The commit service acts as a single place of record to help the application decide whether the transaction should be committed or canceled.
If the SQL Server cannot communicate with the server functioning as the commit service, it retries the connection every minute. The current command displayed in the command column of sp_who for any transaction still attempting to connect to the commit service server is PREPARE TRANSACTION. The system administrator can use the KILL command to stop the server's attempts to retry the connection. If a connection cannot be established within 1 minute, the database is marked as "not recovered" and an attempt is made to recover the next database. When the commit service server is available again, shutting down the server with the unrecovered database and bringing the server back up again enables the recovery of the transaction in doubt.
The role of the application is to deliver the Transact-SQL statements to the SQL Servers in the proper order, using the proper DB-Library functions.
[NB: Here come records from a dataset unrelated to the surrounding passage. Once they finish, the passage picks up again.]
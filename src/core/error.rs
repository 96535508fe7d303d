//! Error types for the logger system

pub type Result<T> = std::result::Result<T, LoggerError>;

#[derive(Debug, thiserror::Error)]
pub enum LoggerError {
    /// IO error with context
    #[error("IO error while {operation}: {message}")]
    IoOperation {
        operation: String,
        message: String,
        #[source]
        source: std::io::Error,
    },

    /// Generic IO error
    #[error("IO error: {0}")]
    IoError(#[from] std::io::Error),

    /// JSON serialization error
    #[error("JSON error: {0}")]
    JsonError(#[from] serde_json::Error),

    /// Invalid configuration with details
    #[error("Invalid configuration for {component}: {message}")]
    InvalidConfiguration { component: String, message: String },

    /// Unknown level name
    #[error("Invalid log level: '{0}'")]
    InvalidLevel(String),

    /// An appender fault escalated because the logger has `panic_on_error` set
    #[error("Appender '{appender}' failed: {message}")]
    AppenderFailed { appender: String, message: String },

    /// Raised by PANIC-level logging after the record has been dispatched
    #[error("fatal: {message}")]
    Fatal { message: String },

    /// Generic error
    #[error("{0}")]
    Other(String),
}

impl LoggerError {
    /// Create an IO operation error with context
    pub fn io_operation(
        operation: impl Into<String>,
        message: impl Into<String>,
        source: std::io::Error,
    ) -> Self {
        LoggerError::IoOperation {
            operation: operation.into(),
            message: message.into(),
            source,
        }
    }

    /// Create an invalid configuration error
    pub fn config(component: impl Into<String>, message: impl Into<String>) -> Self {
        LoggerError::InvalidConfiguration {
            component: component.into(),
            message: message.into(),
        }
    }

    pub fn appender_failed(appender: impl Into<String>, message: impl Into<String>) -> Self {
        LoggerError::AppenderFailed {
            appender: appender.into(),
            message: message.into(),
        }
    }

    pub fn fatal(message: impl Into<String>) -> Self {
        LoggerError::Fatal {
            message: message.into(),
        }
    }

    /// Create a generic error
    pub fn other<S: Into<String>>(msg: S) -> Self {
        LoggerError::Other(msg.into())
    }

    /// Whether this is the termination signal produced by PANIC-level logging
    ///
    /// A top-level supervisor is expected to turn this into process exit.
    pub fn is_fatal(&self) -> bool {
        matches!(self, LoggerError::Fatal { .. })
    }
}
The role of the commit service is to provide a single place where the commit/rollback status is maintained. The SQL Servers communicate with the commit service only if a failure happens during the two-phase commit.
To keep transaction records, the commit service needs its own DBPROCESS structure, separate from those used in the distributed transaction. Note, however, that the server handling the commit service also can be one of the servers participating in the transaction, as long as the commit service has its own DBPROCESS. In fact, all the servers in the transaction could be one and the same, although then you would not need this special library.